Toda novela histórica vive de una tensión incómoda: el lector quiere que le cuenten una historia, no que le den una clase. El material de partida, en cambio, es material de archivo, y el archivo no se escribió para entretener a nadie. Buena parte del oficio consiste en resolver esa contradicción sin traicionar a ninguno de los dos lados.
Primero el terreno, después la trama
Documentarse no es acumular datos por si acaso. Es entender cómo funcionaba el mundo en el que va a moverse la historia: quién tenía poder y de qué manera lo ejercía, qué se podía decir en voz alta y qué no, cuánto tardaba una carta en cruzar el país, qué se jugaba una familia al elegir un bando. Sin ese suelo, los personajes flotan. Con él, sus decisiones empiezan a tener consecuencias, y las consecuencias son lo que sostiene una novela.
Ese trabajo casi nunca se ve en la página. Se nota en lo contrario: en la cantidad de escenas que no se escriben porque, una vez conocido el terreno, no podían ocurrir así.
Las fuentes no cuentan lo mismo
La prensa de una época dice tanto por lo que publica como por lo que evita. La correspondencia privada suele ser más franca que cualquier documento oficial, pero está escrita para alguien concreto y con un propósito. Las memorias llegan tarde, cuando su autor ya sabe cómo acabó todo y tiene interés en salir bien retratado. Un expediente administrativo es árido y, precisamente por eso, a veces el más fiable de todos.
De ahí que el contraste sea el núcleo del método. Un dato que aparece en una sola fuente no es un dato: es una versión. Cuando dos testimonios se contradicen, lo interesante rara vez es decidir quién mentía; casi siempre es preguntarse qué ganaba cada uno con su versión. Ahí, con frecuencia, está la novela.

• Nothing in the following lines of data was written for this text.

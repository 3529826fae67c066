/// Macro for prefixed status logging to stderr (only when stderr is a terminal).
///
/// Usage:
/// ```ignore
/// log_status!("component", "Added export for {} to {}", class_name, barrel);
/// log_status!("config", "Ignoring invalid scaffold.json: {}", err);
/// ```
#[macro_export]
macro_rules! log_status {
    ($prefix:expr, $($arg:tt)*) => {
        if ::std::io::IsTerminal::is_terminal(&::std::io::stderr()) {
            eprintln!(concat!("[", $prefix, "] {}"), format_args!($($arg)*));
        }
    };
}

pub mod core;
pub mod utils;

// Re-export everything from core for ergonomic library use
// Users can write `scaffold::versions` instead of `scaffold::core::versions`
pub use core::*;
pub use utils::*;
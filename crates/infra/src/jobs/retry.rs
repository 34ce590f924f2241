//! Retry scheduling policy.
//!
//! Two tiers, in order of precedence:
//!
//! 1. An upstream rate-limit hint (`"Resets at: <epoch seconds>"` in the
//!    failure message) schedules the retry just past the reset.
//! 2. Otherwise exponential backoff: `min(base * 2^attempts, max)`.

use std::sync::LazyLock;
use std::time::Duration;

use chrono::{DateTime, TimeDelta, Utc};
use regex::Regex;
use serde::Serialize;

static RESETS_AT: LazyLock<Regex> =
    LazyLock::new(|| Regex::new(r"Resets at: (\d+)").expect("static regex is valid"));

/// Why a retry was scheduled at a given time.
#[derive(Debug, Clone, Copy, PartialEq, Eq, Serialize)]
#[serde(tag = "kind", rename_all = "snake_case")]
pub enum RetryReason {
    /// Upstream told us when the limit resets.
    RateLimited { reset_at: DateTime<Utc> },
    /// Exponential backoff.
    Backoff { delay_ms: u64 },
}

#[derive(Debug, Clone, Copy, PartialEq, Eq)]
pub struct RetryDecision {
    pub next_attempt_at: DateTime<Utc>,
    pub reason: RetryReason,
}

/// Retry policy configuration.
#[derive(Debug, Clone, PartialEq, Eq)]
pub struct RetryPolicy {
    /// Delay before the first retry (multiplied by `2^attempts`)
    pub base_delay: Duration,
    /// Backoff cap
    pub max_delay: Duration,
    /// Added past an upstream rate-limit reset
    pub rate_limit_margin: Duration,
}

impl Default for RetryPolicy {
    fn default() -> Self {
        Self {
            base_delay: Duration::from_millis(1000),
            max_delay: Duration::from_millis(30_000),
            rate_limit_margin: Duration::from_millis(5000),
        }
    }
}

impl RetryPolicy {
    /// Backoff delay for a job that had `attempts` recorded failures before
    /// the current one.
    pub fn backoff_delay(&self, attempts: u32) -> Duration {
        let factor = 2u32.checked_pow(attempts).unwrap_or(u32::MAX);
        self.base_delay
            .checked_mul(factor)
            .unwrap_or(self.max_delay)
            .min(self.max_delay)
    }

    /// Upstream reset time carried by a failure message, if any.
    pub fn rate_limit_reset(message: &str) -> Option<DateTime<Utc>> {
        let caps = RESETS_AT.captures(message)?;
        let secs: i64 = caps.get(1)?.as_str().parse().ok()?;
        DateTime::from_timestamp(secs, 0)
    }

    /// Whether a job whose failure count just became `attempts_after_failure`
    /// has used up its allowance.
    pub fn is_exhausted(&self, attempts_after_failure: u32, max_attempts: u32) -> bool {
        attempts_after_failure >= max_attempts
    }

    /// Decide when to run a failed job next.
    pub fn next_attempt(&self, attempts: u32, error_message: &str, now: DateTime<Utc>) -> RetryDecision {
        if let Some(reset_at) = Self::rate_limit_reset(error_message) {
            return RetryDecision {
                next_attempt_at: add_saturating(reset_at, self.rate_limit_margin),
                reason: RetryReason::RateLimited { reset_at },
            };
        }

        let delay = self.backoff_delay(attempts);
        RetryDecision {
            next_attempt_at: add_saturating(now, delay),
            reason: RetryReason::Backoff {
                delay_ms: delay.as_millis() as u64,
            },
        }
    }
}

fn add_saturating(at: DateTime<Utc>, d: Duration) -> DateTime<Utc> {
    TimeDelta::from_std(d)
        .ok()
        .and_then(|delta| at.checked_add_signed(delta))
        .unwrap_or(DateTime::<Utc>::MAX_UTC)
}

#[cfg(test)]
mod tests {
    use super::*;
    use proptest::prelude::*;

    fn at_millis(ms: i64) -> DateTime<Utc> {
        DateTime::from_timestamp_millis(ms).unwrap()
    }

    #[test]
    fn exponential_backoff_doubles_from_one_second() {
        let policy = RetryPolicy::default();

        assert_eq!(policy.backoff_delay(0), Duration::from_millis(1000));
        assert_eq!(policy.backoff_delay(1), Duration::from_millis(2000));
        assert_eq!(policy.backoff_delay(2), Duration::from_millis(4000));
        assert_eq!(policy.backoff_delay(4), Duration::from_millis(16_000));
    }

    #[test]
    fn backoff_is_capped_at_thirty_seconds() {
        let policy = RetryPolicy::default();

        assert_eq!(policy.backoff_delay(5), Duration::from_millis(30_000));
        assert_eq!(policy.backoff_delay(40), Duration::from_millis(30_000));
    }

    #[test]
    fn second_attempt_failure_retries_two_seconds_later() {
        let t = at_millis(1_700_000_000_000);
        let decision = RetryPolicy::default().next_attempt(1, "connection reset", t);

        assert_eq!(decision.next_attempt_at, t + TimeDelta::milliseconds(2000));
        assert_eq!(decision.reason, RetryReason::Backoff { delay_ms: 2000 });
    }

    #[test]
    fn rate_limit_hint_overrides_backoff() {
        let t = at_millis(1_700_000_000_000);
        let reset_secs = 1_700_000_000 + 600;
        let message = format!("GitHub API rate limit exceeded. Resets at: {reset_secs}");

        let decision = RetryPolicy::default().next_attempt(4, &message, t);

        assert_eq!(
            decision.next_attempt_at,
            t + TimeDelta::milliseconds(600_000 + 5000)
        );
        assert!(matches!(decision.reason, RetryReason::RateLimited { .. }));
    }

    #[test]
    fn message_without_hint_has_no_reset() {
        assert!(RetryPolicy::rate_limit_reset("rate limited, try later").is_none());
        assert!(RetryPolicy::rate_limit_reset("Resets at: soon").is_none());
    }

    #[test]
    fn exhausted_once_failures_reach_max_attempts() {
        let policy = RetryPolicy::default();

        assert!(!policy.is_exhausted(1, 3));
        assert!(!policy.is_exhausted(2, 3));
        assert!(policy.is_exhausted(3, 3));
    }

    proptest! {
        #[test]
        fn backoff_never_exceeds_cap_and_never_shrinks(attempts in 0u32..200) {
            let policy = RetryPolicy::default();
            let current = policy.backoff_delay(attempts);
            let next = policy.backoff_delay(attempts + 1);

            prop_assert!(current <= policy.max_delay);
            prop_assert!(next >= current);
        }
    }
}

Cuando el documento se queda callado
Hay huecos que ninguna investigación cierra. Conversaciones que nadie anotó, motivos que nadie confesó, noches de las que no queda registro. Es el punto en el que el historiador se detiene y el novelista sigue. La regla que separa una cosa legítima de una impostura es sencilla de enunciar: se puede imaginar lo que falta, pero no contradecir lo que consta. La ficción rellena los silencios; no reescribe lo que sí quedó escrito.
Un dato que aparece en una sola fuente no es un dato: es una versión.
El siglo XIX español, un escenario incómodo
Hay periodos cómodos para narrar, con buenos y malos repartidos de antemano. El reinado de Fernando VII no es uno de ellos. Es una época de lealtades que cambian de sitio, de sociedades que se reúnen a puerta cerrada, de una sucesión que divide familias y acaba dividiendo el país. Nadie es del todo coherente, y quien busque héroes limpios va a salir defraudado.
Para una novela, esa incomodidad es una ventaja. Los conflictos no hay que inventarlos: están en el material. La dificultad es la contraria, elegir cuáles contar y resistir la tentación de explicarlo todo. Las dos novelas de Luis Blanco-Mayoralas, La Reina Masona y Por Dios por la Patria y el Rey, se mueven en ese terreno: la intriga palaciega, la masonería y la disputa sucesoria que desemboca en la guerra.
Lo que el lector nota sin verlo
Un lector rara vez detecta una fecha bien colocada, pero detecta enseguida cuando algo suena falso: un personaje que razona como alguien de hoy, un detalle material que no cuadra, una escena en la que las cosas resultan demasiado fáciles. La documentación sirve, sobre todo, para evitar esos tropiezos. No está ahí para demostrar cuánto se ha leído, sino para que el lector pueda olvidarse de que está leyendo una reconstrucción.
Cuando funciona, el trabajo desaparece. Queda solo la historia, que era el objetivo desde el principio.